The National Health Service provides most health care to most people free of charge, but there are exceptions: Prescription charges have existed since 1951, and there are a number of other services for which fees are charged. Sometimes the charge is made to cover some of the cost of treatment, for example, dental fees. In other cases it is because the service is not covered by the NHS, for example, medical reports for insurance companies, claim forms for referral for private care and other letters and forms which require the doctor to review the patient's medical records.
Surely the doctor is being paid anyway?
It is important to understand that GPs are not employed by the NHS. They are self employed, and they have to cover their costs - staff, buildings, heating, lighting etc - in the same way as any small business. The NHS pays the doctor for specific NHS work, but for non-NHS work the fee has to cover the doctor's costs.
What is covered by the NHS and what is not?
The government's contract with GPs covers medical services to NHS patients. In recent years, more and more organisations have been involving doctors in a whole range of non-medical work.

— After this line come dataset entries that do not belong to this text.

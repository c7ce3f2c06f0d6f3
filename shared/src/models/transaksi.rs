//! Sales

use chrono::{DateTime, Utc};
use rust_decimal::Decimal;
use serde::{Deserialize, Serialize};
use thiserror::Error;
use uuid::Uuid;

use super::{Barang, User, UserRole};
use crate::stock::StockChange;
use crate::validation::validate_cart;

/// A completed or pending sale
#[derive(Debug, Clone, Serialize, Deserialize)]
pub struct Transaksi {
    pub id: Uuid,
    pub order_id: String,
    pub nomor_transaksi: String,
    pub barang_dibeli: Vec<SaleLine>,
    pub total_harga: Decimal,
    /// Total quoted by the client, kept for audit only
    pub total_klien: Option<Decimal>,
    pub metode_pembayaran: String,
    pub status: SaleStatus,
    pub kasir_id: Uuid,
    pub no_va: Option<String>,
    pub payment_reference: Option<PaymentReference>,
    pub stok_dikembalikan: bool,
    pub idempotency_key: Option<String>,
    pub created_at: DateTime<Utc>,
    pub updated_at: DateTime<Utc>,
}

/// A finalized sale line, priced from the catalog
#[derive(Debug, Clone, Serialize, Deserialize, PartialEq)]
pub struct SaleLine {
    pub barang_id: Uuid,
    pub kode_barang: String,
    pub nama_barang: String,
    pub jumlah: i32,
    pub harga_satuan: Decimal,
    pub harga_beli: Decimal,
    pub subtotal: Decimal,
}

/// A cart line as sent by the cashier UI
#[derive(Debug, Clone, Serialize, Deserialize)]
pub struct CartLine {
    pub kode_barang: Option<String>,
    pub nama_barang: Option<String>,
    pub jumlah: i32,
    /// Client-side price; ignored in favour of the catalog price
    #[serde(default)]
    pub harga_satuan: Option<Decimal>,
}

/// Reference returned by the payment gateway
#[derive(Debug, Clone, Serialize, Deserialize, PartialEq)]
pub struct PaymentReference {
    pub payment_type: String,
    pub va_number: Option<String>,
    pub qr_string: Option<String>,
    pub token: Option<String>,
    pub redirect_url: Option<String>,
    pub expiry_time: Option<String>,
}

/// Sale status. Everything except `Pending` is terminal.
#[derive(Debug, Clone, Copy, Serialize, Deserialize, PartialEq, Eq)]
#[serde(rename_all = "snake_case")]
pub enum SaleStatus {
    Pending,
    Selesai,
    Dibatalkan,
    Expire,
}

impl SaleStatus {
    pub fn as_str(&self) -> &'static str {
        match self {
            SaleStatus::Pending => "pending",
            SaleStatus::Selesai => "selesai",
            SaleStatus::Dibatalkan => "dibatalkan",
            SaleStatus::Expire => "expire",
        }
    }

    /// Status a new sale starts in
    pub fn initial(is_cash: bool) -> Self {
        if is_cash {
            SaleStatus::Selesai
        } else {
            SaleStatus::Pending
        }
    }

    /// Whether reaching this status hands stock back to the catalog
    pub fn returns_stock(&self) -> bool {
        matches!(self, SaleStatus::Dibatalkan | SaleStatus::Expire)
    }

    pub fn can_transition_to(&self, next: SaleStatus) -> bool {
        matches!(self, SaleStatus::Pending) && next != SaleStatus::Pending
    }
}

impl std::fmt::Display for SaleStatus {
    fn fmt(&self, f: &mut std::fmt::Formatter<'_>) -> std::fmt::Result {
        write!(f, "{}", self.as_str())
    }
}

impl std::str::FromStr for SaleStatus {
    type Err = String;

    fn from_str(s: &str) -> Result<Self, Self::Err> {
        match s {
            "pending" => Ok(SaleStatus::Pending),
            "selesai" => Ok(SaleStatus::Selesai),
            "dibatalkan" => Ok(SaleStatus::Dibatalkan),
            "expire" => Ok(SaleStatus::Expire),
            other => Err(format!("Unknown sale status: {}", other)),
        }
    }
}

#[derive(Debug, Error, PartialEq, Eq)]
pub enum SaleStateError {
    #[error("sale is already finished")]
    AlreadyFinished,

    #[error("stock for this sale has already been returned")]
    StockAlreadyReturned,

    #[error("sale cannot move from {from} to {to}")]
    InvalidTransition { from: SaleStatus, to: SaleStatus },
}

/// Check that a sale may be cancelled and its stock returned
pub fn ensure_cancellable(status: SaleStatus, stok_dikembalikan: bool) -> Result<(), SaleStateError> {
    if status == SaleStatus::Selesai {
        return Err(SaleStateError::AlreadyFinished);
    }
    if stok_dikembalikan {
        return Err(SaleStateError::StockAlreadyReturned);
    }
    Ok(())
}

/// Validate a generic status change
pub fn ensure_transition(from: SaleStatus, to: SaleStatus) -> Result<(), SaleStateError> {
    if from.can_transition_to(to) {
        Ok(())
    } else {
        Err(SaleStateError::InvalidTransition { from, to })
    }
}

#[derive(Debug, Error, PartialEq, Eq)]
pub enum SalePlanError {
    #[error("{0}")]
    InvalidCart(&'static str),

    #[error("user {0} is not an active cashier")]
    NotACashier(String),

    #[error("payment gateway is not configured")]
    GatewayUnavailable,
}

/// A sale that passed every check which does not depend on stock. Stock
/// changes for a sale only come from here, so they cannot be issued before
/// the cashier is settled.
#[derive(Debug, Clone, PartialEq)]
pub struct SalePlan {
    pub kasir_id: Uuid,
    pub status: SaleStatus,
    /// One decrement per cart line, in cart order
    pub stock_changes: Vec<StockChange>,
}

impl SalePlan {
    pub fn new(
        cart: &[CartLine],
        kasir: &User,
        is_cash: bool,
        gateway_configured: bool,
    ) -> Result<Self, SalePlanError> {
        validate_cart(cart).map_err(SalePlanError::InvalidCart)?;
        if kasir.role != UserRole::Kasir || !kasir.is_active {
            return Err(SalePlanError::NotACashier(kasir.username.clone()));
        }
        if !is_cash && !gateway_configured {
            return Err(SalePlanError::GatewayUnavailable);
        }

        Ok(Self {
            kasir_id: kasir.id,
            status: SaleStatus::initial(is_cash),
            stock_changes: cart.iter().map(|l| StockChange::Decrement(l.jumlah)).collect(),
        })
    }
}

/// Increments that hand a sale's lines back to the catalog
pub fn restock_changes(lines: &[SaleLine]) -> Vec<(Uuid, StockChange)> {
    lines
        .iter()
        .map(|l| (l.barang_id, StockChange::Increment(l.jumlah)))
        .collect()
}

impl Transaksi {
    /// Claim the one-time stock return and move to `status`. A second claim
    /// fails, so the returned increments are issued at most once.
    pub fn claim_stock_return(&mut self, status: SaleStatus) -> Result<Vec<(Uuid, StockChange)>, SaleStateError> {
        ensure_cancellable(self.status, self.stok_dikembalikan)?;
        if !status.returns_stock() {
            return Err(SaleStateError::InvalidTransition {
                from: self.status,
                to: status,
            });
        }
        self.status = status;
        self.stok_dikembalikan = true;
        Ok(restock_changes(&self.barang_dibeli))
    }
}

/// Build a sale line from the catalog record, ignoring any client price
pub fn build_sale_line(barang: &Barang, jumlah: i32) -> SaleLine {
    let harga_satuan = barang.unit_price();
    SaleLine {
        barang_id: barang.id,
        kode_barang: barang.kode_barang.clone(),
        nama_barang: barang.nama_barang.clone(),
        jumlah,
        harga_satuan,
        harga_beli: barang.harga_beli,
        subtotal: harga_satuan * Decimal::from(jumlah),
    }
}

pub fn sale_total(lines: &[SaleLine]) -> Decimal {
    lines.iter().map(|l| l.subtotal).sum()
}

/// Fresh identifier used as both `order_id` and `nomor_transaksi`
pub fn generate_order_id() -> String {
    Uuid::new_v4().to_string()
}

#[cfg(test)]
mod tests {
    use super::*;
    use crate::models::BarangStatus;
    use std::str::FromStr;

    fn dec(s: &str) -> Decimal {
        Decimal::from_str(s).unwrap()
    }

    fn udang_crispy() -> Barang {
        Barang {
            id: Uuid::new_v4(),
            kode_barang: "BRG001".to_string(),
            nama_barang: "Udang Crispy".to_string(),
            kategori: Some("Makanan".to_string()),
            harga_beli: dec("9000"),
            harga_jual: dec("15000"),
            harga_final: Decimal::ZERO,
            stok: 10,
            stok_minimal: 2,
            margin: dec("40"),
            bahan_baku: vec![],
            status: BarangStatus::Aktif,
            created_at: Utc::now(),
            updated_at: Utc::now(),
        }
    }

    #[test]
    fn test_sale_line_uses_catalog_price() {
        let line = build_sale_line(&udang_crispy(), 2);
        assert_eq!(line.harga_satuan, dec("15000"));
        assert_eq!(line.subtotal, dec("30000"));
        assert_eq!(line.harga_beli, dec("9000"));
        assert_eq!(sale_total(&[line]), dec("30000"));
    }

    #[test]
    fn test_initial_status() {
        assert_eq!(SaleStatus::initial(true), SaleStatus::Selesai);
        assert_eq!(SaleStatus::initial(false), SaleStatus::Pending);
    }

    #[test]
    fn test_cancellable() {
        assert!(ensure_cancellable(SaleStatus::Pending, false).is_ok());
        assert_eq!(
            ensure_cancellable(SaleStatus::Selesai, false),
            Err(SaleStateError::AlreadyFinished)
        );
        assert_eq!(
            ensure_cancellable(SaleStatus::Dibatalkan, true),
            Err(SaleStateError::StockAlreadyReturned)
        );
    }

    #[test]
    fn test_transitions_only_leave_pending() {
        assert!(ensure_transition(SaleStatus::Pending, SaleStatus::Selesai).is_ok());
        assert!(ensure_transition(SaleStatus::Pending, SaleStatus::Expire).is_ok());
        assert!(ensure_transition(SaleStatus::Pending, SaleStatus::Pending).is_err());
        assert!(ensure_transition(SaleStatus::Selesai, SaleStatus::Dibatalkan).is_err());
        assert!(ensure_transition(SaleStatus::Expire, SaleStatus::Selesai).is_err());
    }

    fn kasir(role: UserRole, is_active: bool) -> User {
        User {
            id: Uuid::new_v4(),
            username: "kasir1".to_string(),
            nama: "Kasir Satu".to_string(),
            role,
            is_active,
            created_at: Utc::now(),
            updated_at: Utc::now(),
        }
    }

    fn cart() -> Vec<CartLine> {
        vec![
            CartLine {
                kode_barang: Some("BRG001".to_string()),
                nama_barang: None,
                jumlah: 2,
                harga_satuan: None,
            },
            CartLine {
                kode_barang: None,
                nama_barang: Some("Es Teh".to_string()),
                jumlah: 1,
                harga_satuan: None,
            },
        ]
    }

    #[test]
    fn test_sale_plan_decrements_in_cart_order() {
        let kasir = kasir(UserRole::Kasir, true);
        let plan = SalePlan::new(&cart(), &kasir, true, false).unwrap();
        assert_eq!(plan.kasir_id, kasir.id);
        assert_eq!(plan.status, SaleStatus::Selesai);
        assert_eq!(
            plan.stock_changes,
            vec![StockChange::Decrement(2), StockChange::Decrement(1)]
        );
    }

    #[test]
    fn test_sale_plan_rejects_invalid_cashier() {
        assert_eq!(
            SalePlan::new(&cart(), &kasir(UserRole::Chef, true), true, true),
            Err(SalePlanError::NotACashier("kasir1".to_string()))
        );
        assert_eq!(
            SalePlan::new(&cart(), &kasir(UserRole::Kasir, false), true, true),
            Err(SalePlanError::NotACashier("kasir1".to_string()))
        );
    }

    #[test]
    fn test_sale_plan_requires_gateway_for_non_cash() {
        let kasir = kasir(UserRole::Kasir, true);
        assert_eq!(
            SalePlan::new(&cart(), &kasir, false, false),
            Err(SalePlanError::GatewayUnavailable)
        );
        let plan = SalePlan::new(&cart(), &kasir, false, true).unwrap();
        assert_eq!(plan.status, SaleStatus::Pending);
    }

    #[test]
    fn test_sale_plan_rejects_empty_cart() {
        assert_eq!(
            SalePlan::new(&[], &kasir(UserRole::Kasir, true), true, true),
            Err(SalePlanError::InvalidCart("Cart is empty"))
        );
    }

    #[test]
    fn test_generate_order_id_is_uuid() {
        let id = generate_order_id();
        assert!(Uuid::parse_str(&id).is_ok());
        assert_ne!(id, generate_order_id());
    }
}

Examples of non-NHS services for which GPs can charge their NHS patients are:
Certain travel vaccinations
Private medical insurance reports
Holiday cancellation claim forms
Referral for private care forms
Letters requested by, or on behalf of, the patient
Examples of non-NHS services for which GPs can charge other institutions are:
Medical reports for an insurance company
Some reports for the DSS/Benefits Agency
Examinations of local authority employees
Why does it sometimes take my GP a long time to complete my form?
Time spent completing forms and preparing reports takes the GP away from the medical care of his/her patients. GPs have a very heavy workload and paperwork takes up an increasing amount of their time.
I only need the doctor's signature-what is the problem?
When a doctor signs a certificate or completes a report, it is a condition of remaining on the Medical Register that they only sign what they know to be true. Therefore, in order to complete even the simplest of forms, the doctor needs to check the patient's entire medical record. Carelessness or an inaccurate report can have serious consequences for the doctor, with the General Medical Council or even the Police.
What will I be charged?
The BMA recommends that GPs tell patients in advance if they will be charged, and how much. It is up to the individual practice to decide how much to charge, but the BMA produces lists of suggested fees for the Doctors to use as a guideline.
THERE WILL BE NO EXCEPTIONS .
What can I do to help?
Not all documents need signature by a doctor. For example, you could ask another person in a position of trust, who may be willing to sign a passport application free of charge. (Teacher, Accountant, etc)
You can complete the form to the best of your ability in pencil, so the doctor just has to quickly verify your entries against the information we hold.
Do not expect your GP to process forms overnight, urgent requests may mean that a doctor has to make special arrangements to process the form quickly, and this will cost more.